**Work item:** Your answer should be the exact lines of the data below from the one containing "failures with backoff." through the one containing "let (result, retry_after)"; please include nothing else.

**Records for processing:**
// SPDX-License-Identifier: Apache-2.0

//! Conversion of hex trace/span identifiers into the 128-bit UUIDs Wavefront
//! uses to identify trace entities.

use crate::ExporterError;
use uuid::Uuid;

/// Parses up to 16 hex characters into an `i64`.
///
/// A full-width 16-character value with the top bit set does not fit the
/// signed range `from_str_radix` accepts, so it is parsed as two unsigned
/// 32-bit halves and recombined as `(high << 32) | low`. The result is the
/// unsigned 64-bit value reinterpreted as signed.
pub(crate) fn parse_hex(s: &str) -> Result<i64, ExporterError> {
    let invalid = || ExporterError::InvalidIdentifier(s.to_string());
    if s.len() > 16 {
        return Err(invalid());
    }
    if s.len() == 16 && s.as_bytes()[0] > b'7' {
        let (high, low) = s.split_at_checked(8).ok_or_else(invalid)?;
        let high = u32::from_str_radix(high, 16).map_err(|_| invalid())?;
        let low = u32::from_str_radix(low, 16).map_err(|_| invalid())?;
        return Ok(((high as i64) << 32) | low as i64);
    }
    i64::from_str_radix(s, 16).map_err(|_| invalid())
}

/// Derives a deterministic 128-bit UUID from a 1-32 character hex id.
///
/// Ids of 16 characters or fewer fill only the low 64 bits; longer ids split
/// at the 16-character boundary into high and low halves.
pub(crate) fn make_uuid(s: &str) -> Result<Uuid, ExporterError> {
    if s.len() <= 16 {
        return Ok(Uuid::from_u64_pair(0, parse_hex(s)? as u64));
    }
    let (high, low) = s
        .split_at_checked(16)
        .ok_or_else(|| ExporterError::InvalidIdentifier(s.to_string()))?;
    Ok(Uuid::from_u64_pair(
        parse_hex(high)? as u64,
        parse_hex(low)? as u64,
    ))
}
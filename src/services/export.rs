//! CSV reports derived from the current store contents.
//!
//! Three files are written into the data directory per export:
//! `guesses_export_{ts}.csv`, `results_export_{ts}.csv` and
//! `detailed_analysis_{ts}.csv`. Exports only read the store.

use std::fmt::Write as _;
use std::path::{Path, PathBuf};
use std::sync::Arc;

use chrono::Local;
use thiserror::Error;
use tracing::{error, info};

use crate::models::{course_name, parse_guesses, parse_results, Collection, GuessTable, ResultTable};
use crate::storage;
use crate::store::JsonStore;

use super::scoring::leaderboard;

#[derive(Debug, Error)]
pub enum ExportError {
    #[error("I/O error on {}: {source}", path.display())]
    Io {
        path: PathBuf,
        #[source]
        source: std::io::Error,
    },
}

/// Paths written by one export run.
#[derive(Debug, Clone)]
pub struct ExportReport {
    pub guesses: PathBuf,
    pub results: PathBuf,
    pub analysis: PathBuf,
}

/// Writes CSV reports for the store's current state.
pub struct CsvExporter {
    store: Arc<JsonStore>,
    out_dir: PathBuf,
    winner_threshold: f64,
}

impl CsvExporter {
    pub fn new(store: Arc<JsonStore>, winner_threshold: f64) -> Self {
        let out_dir = store.data_dir().to_path_buf();
        Self {
            store,
            out_dir,
            winner_threshold,
        }
    }

    /// Export all three reports.
    pub async fn export(&self) -> Result<ExportReport, ExportError> {
        let guesses = parse_guesses(&self.store.load(Collection::Guesses).await);
        let results = parse_results(&self.store.load(Collection::Results).await);
        let timestamp = Local::now().format("%Y-%m-%d_%H%M%S").to_string();

        let report = ExportReport {
            guesses: self
                .out_dir
                .join(format!("guesses_export_{}.csv", timestamp)),
            results: self
                .out_dir
                .join(format!("results_export_{}.csv", timestamp)),
            analysis: self
                .out_dir
                .join(format!("detailed_analysis_{}.csv", timestamp)),
        };

        write_report(&report.guesses, &guesses_csv(&guesses)).await?;
        info!("Guesses exported to: {}", report.guesses.display());
        write_report(&report.results, &results_csv(&results)).await?;
        info!("Results exported to: {}", report.results.display());
        write_report(
            &report.analysis,
            &analysis_csv(&guesses, &results, self.winner_threshold),
        )
        .await?;
        info!("Detailed analysis exported to: {}", report.analysis.display());

        Ok(report)
    }

    /// Like `export`, but only logs the outcome.
    pub async fn export_logged(&self) -> Option<ExportReport> {
        match self.export().await {
            Ok(report) => {
                info!("CSV export completed successfully");
                Some(report)
            }
            Err(e) => {
                error!("CSV export failed: {}", e);
                None
            }
        }
    }
}

async fn write_report(path: &Path, contents: &str) -> Result<(), ExportError> {
    storage::write_atomic(path, contents.as_bytes())
        .await
        .map_err(|source| ExportError::Io {
            path: path.to_path_buf(),
            source,
        })
}

/// Quote a field and double any embedded quotes.
fn quote(field: &str) -> String {
    format!("\"{}\"", field.replace('"', "\"\""))
}

fn push_row(out: &mut String, fields: &[String]) {
    let row: Vec<String> = fields.iter().map(|f| quote(f)).collect();
    let _ = writeln!(out, "{}", row.join(","));
}

fn number(value: Option<f64>) -> String {
    value.map(|v| v.to_string()).unwrap_or_default()
}

/// One row per (user, course) guess.
pub fn guesses_csv(guesses: &GuessTable) -> String {
    let mut out = String::from("Username,Course,Course Name,Midsem Guess,Compre Guess,Timestamp\n");
    for (username, courses) in guesses {
        for (course, guess) in courses {
            push_row(
                &mut out,
                &[
                    username.clone(),
                    course.clone(),
                    course_name(course).to_string(),
                    number(guess.midsem),
                    number(guess.compre),
                    guess.timestamp.clone().unwrap_or_default(),
                ],
            );
        }
    }
    out
}

/// One row per recorded (course, exam) average.
pub fn results_csv(results: &ResultTable) -> String {
    let mut out = String::from("Course,Course Name,Exam Type,Average\n");
    for (course, exams) in results {
        for (exam, average) in exams {
            push_row(
                &mut out,
                &[
                    course.clone(),
                    course_name(course).to_string(),
                    exam.to_string(),
                    average.to_string(),
                ],
            );
        }
    }
    out
}

/// Guesses joined with results, ranked per (course, exam).
///
/// Guesses with no matching result, and results nobody guessed, produce no
/// rows.
pub fn analysis_csv(guesses: &GuessTable, results: &ResultTable, threshold: f64) -> String {
    let mut out = String::from(
        "Course,Course Name,Exam Type,Username,User Guess,Actual Average,Difference,Is Winner\n",
    );
    for standing in leaderboard(guesses, results, threshold) {
        for participant in &standing.participants {
            let difference = (participant.difference * 100.0).round() / 100.0;
            push_row(
                &mut out,
                &[
                    standing.course.clone(),
                    standing.course_name.clone(),
                    standing.exam_type.to_string(),
                    participant.username.clone(),
                    participant.guess.to_string(),
                    standing.actual_average.to_string(),
                    difference.to_string(),
                    if participant.is_winner { "Yes" } else { "No" }.to_string(),
                ],
            );
        }
    }
    out
}
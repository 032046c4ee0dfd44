//! HTTP client for a running BitBets server.
//!
//! Every call has a fixed timeout and is retried a bounded number of times
//! with exponential backoff. Failures are classified so callers can tell a
//! slow server from an unreachable one.

use std::error::Error as _;
use std::time::Duration;

use reqwest::{Method, StatusCode};
use serde::Deserialize;
use serde_json::Value;
use tracing::{debug, warn};

use crate::models::{Collection, JsonMap};
use crate::rate_limit::{backoff_delay, parse_retry_after};
use crate::server::ADMIN_TOKEN_HEADER;

/// Per-request timeout.
pub const DEFAULT_TIMEOUT: Duration = Duration::from_secs(10);
/// Total attempts per call, including the first.
pub const DEFAULT_MAX_ATTEMPTS: u32 = 3;
/// Base delay for exponential backoff between attempts.
pub const DEFAULT_BACKOFF_MS: u64 = 500;

#[derive(Debug, thiserror::Error)]
pub enum ClientError {
    #[error("Request to {url} timed out")]
    Timeout { url: String },
    #[error("Could not resolve host for {url}")]
    Dns { url: String },
    #[error("Could not connect to {url}: {message}")]
    Connection { url: String, message: String },
    #[error("{url} returned HTTP {status}: {message}")]
    Http {
        url: String,
        status: u16,
        message: String,
    },
    #[error("Request to {url} failed: {message}")]
    Other { url: String, message: String },
}

impl ClientError {
    fn from_reqwest(url: &str, err: reqwest::Error) -> Self {
        let url = url.to_string();
        if err.is_timeout() {
            return ClientError::Timeout { url };
        }
        let message = error_chain(&err);
        if err.is_connect() {
            let lower = message.to_lowercase();
            if lower.contains("dns error") || lower.contains("failed to lookup address") {
                return ClientError::Dns { url };
            }
            return ClientError::Connection { url, message };
        }
        ClientError::Other { url, message }
    }

    /// Whether another attempt could succeed.
    pub fn is_retryable(&self) -> bool {
        match self {
            ClientError::Timeout { .. } | ClientError::Connection { .. } => true,
            ClientError::Http { status, .. } => {
                *status == StatusCode::TOO_MANY_REQUESTS.as_u16() || *status >= 500
            }
            ClientError::Dns { .. } | ClientError::Other { .. } => false,
        }
    }
}

fn error_chain(err: &reqwest::Error) -> String {
    let mut message = err.to_string();
    let mut source = err.source();
    while let Some(inner) = source {
        message.push_str(": ");
        message.push_str(&inner.to_string());
        source = inner.source();
    }
    message
}

/// `{status, message}` reply from the mutating endpoints.
#[derive(Debug, Clone, PartialEq, Eq, Deserialize)]
pub struct StatusMessage {
    pub status: String,
    pub message: String,
}

/// Client for the BitBets HTTP API.
#[derive(Debug, Clone)]
pub struct ApiClient {
    http: reqwest::Client,
    base_url: String,
    max_attempts: u32,
    backoff_ms: u64,
    admin_token: Option<String>,
}

impl ApiClient {
    pub fn new(base_url: impl Into<String>) -> Result<Self, ClientError> {
        Self::with_timeout(base_url, DEFAULT_TIMEOUT)
    }

    pub fn with_timeout(base_url: impl Into<String>, timeout: Duration) -> Result<Self, ClientError> {
        let base_url = base_url.into().trim_end_matches('/').to_string();
        let http = reqwest::Client::builder()
            .timeout(timeout)
            .user_agent(concat!("bitbets/", env!("CARGO_PKG_VERSION")))
            .build()
            .map_err(|e| ClientError::from_reqwest(&base_url, e))?;
        Ok(Self {
            http,
            base_url,
            max_attempts: DEFAULT_MAX_ATTEMPTS,
            backoff_ms: DEFAULT_BACKOFF_MS,
            admin_token: None,
        })
    }

    /// Override attempt count (at least one) and backoff base.
    pub fn with_retries(mut self, max_attempts: u32, backoff_ms: u64) -> Self {
        self.max_attempts = max_attempts.max(1);
        self.backoff_ms = backoff_ms;
        self
    }

    pub fn with_admin_token(mut self, token: Option<String>) -> Self {
        self.admin_token = token;
        self
    }

    pub fn base_url(&self) -> &str {
        &self.base_url
    }

    pub async fn health(&self) -> Result<Value, ClientError> {
        self.send(Method::GET, "/health", None).await
    }

    pub async fn stats(&self) -> Result<Value, ClientError> {
        self.send(Method::GET, "/api/stats", None).await
    }

    pub async fn leaderboard(&self) -> Result<Value, ClientError> {
        self.send(Method::GET, "/api/leaderboard", None).await
    }

    pub async fn trigger_backup(&self) -> Result<StatusMessage, ClientError> {
        self.send_status(Method::POST, "/api/backup", None).await
    }

    pub async fn trigger_export(&self) -> Result<StatusMessage, ClientError> {
        self.send_status(Method::POST, "/api/export-csv", None).await
    }

    pub async fn get_collection(&self, collection: Collection) -> Result<JsonMap, ClientError> {
        let path = format!("/api/{}", collection.as_str());
        let url = self.url(&path);
        match self.send(Method::GET, &path, None).await? {
            Value::Object(map) => Ok(map),
            other => Err(ClientError::Other {
                url,
                message: format!("expected a JSON object, got {}", other),
            }),
        }
    }

    /// Merge `data` into a collection on the server.
    pub async fn merge_collection(
        &self,
        collection: Collection,
        data: &JsonMap,
    ) -> Result<StatusMessage, ClientError> {
        let path = format!("/api/{}", collection.as_str());
        let body = Value::Object(data.clone());
        self.send_status(Method::POST, &path, Some(&body)).await
    }

    fn url(&self, path: &str) -> String {
        format!("{}{}", self.base_url, path)
    }

    async fn send_status(
        &self,
        method: Method,
        path: &str,
        body: Option<&Value>,
    ) -> Result<StatusMessage, ClientError> {
        let url = self.url(path);
        let value = self.send(method, path, body).await?;
        serde_json::from_value(value).map_err(|e| ClientError::Other {
            url,
            message: format!("unexpected response body: {}", e),
        })
    }

    /// Send a request, retrying transient failures with backoff.
    async fn send(&self, method: Method, path: &str, body: Option<&Value>) -> Result<Value, ClientError> {
        let url = self.url(path);
        let mut attempt = 0;
        loop {
            let (result, retry_after) = self.send_once(method.clone(), &url, body).await;
            let err = match result {
                Ok(value) => return Ok(value),
                Err(err) => err,
            };

            attempt += 1;
            if attempt >= self.max_attempts || !err.is_retryable() {
                return Err(err);
            }

            let wait = retry_after.unwrap_or_else(|| backoff_delay(attempt - 1, self.backoff_ms));
            warn!(
                "{} {} failed (attempt {}/{}): {}; retrying in {:?}",
                method, url, attempt, self.max_attempts, err, wait
            );
            tokio::time::sleep(wait).await;
        }
    }

    async fn send_once(
        &self,
        method: Method,
        url: &str,
        body: Option<&Value>,
    ) -> (Result<Value, ClientError>, Option<Duration>) {
        let mut request = self.http.request(method, url);
        if let Some(body) = body {
            request = request.json(body);
        }
        if let Some(token) = &self.admin_token {
            request = request.header(ADMIN_TOKEN_HEADER, token);
        }

        let response = match request.send().await {
            Ok(response) => response,
            Err(e) => return (Err(ClientError::from_reqwest(url, e)), None),
        };

        let status = response.status();
        let retry_after = parse_retry_after(
            response
                .headers()
                .get(reqwest::header::RETRY_AFTER)
                .and_then(|v| v.to_str().ok()),
        );
        debug!("{} -> {}", url, status);

        let text = match response.text().await {
            Ok(text) => text,
            Err(e) => return (Err(ClientError::from_reqwest(url, e)), None),
        };

        if !status.is_success() {
            let message = serde_json::from_str::<Value>(&text)
                .ok()
                .and_then(|v| v.get("message").and_then(Value::as_str).map(str::to_string))
                .unwrap_or_else(|| status.canonical_reason().unwrap_or("error").to_string());
            return (
                Err(ClientError::Http {
                    url: url.to_string(),
                    status: status.as_u16(),
                    message,
                }),
                retry_after,
            );
        }

        let parsed = serde_json::from_str(&text).map_err(|e| ClientError::Other {
            url: url.to_string(),
            message: format!("invalid JSON: {}", e),
        });
        (parsed, None)
    }
}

**Result of this task:**
    /// Send a request, retrying transient failures with backoff.
    async fn send(&self, method: Method, path: &str, body: Option<&Value>) -> Result<Value, ClientError> {
        let url = self.url(path);
        let mut attempt = 0;
        loop {
            let (result, retry_after) = self.send_once(method.clone(), &url, body).await;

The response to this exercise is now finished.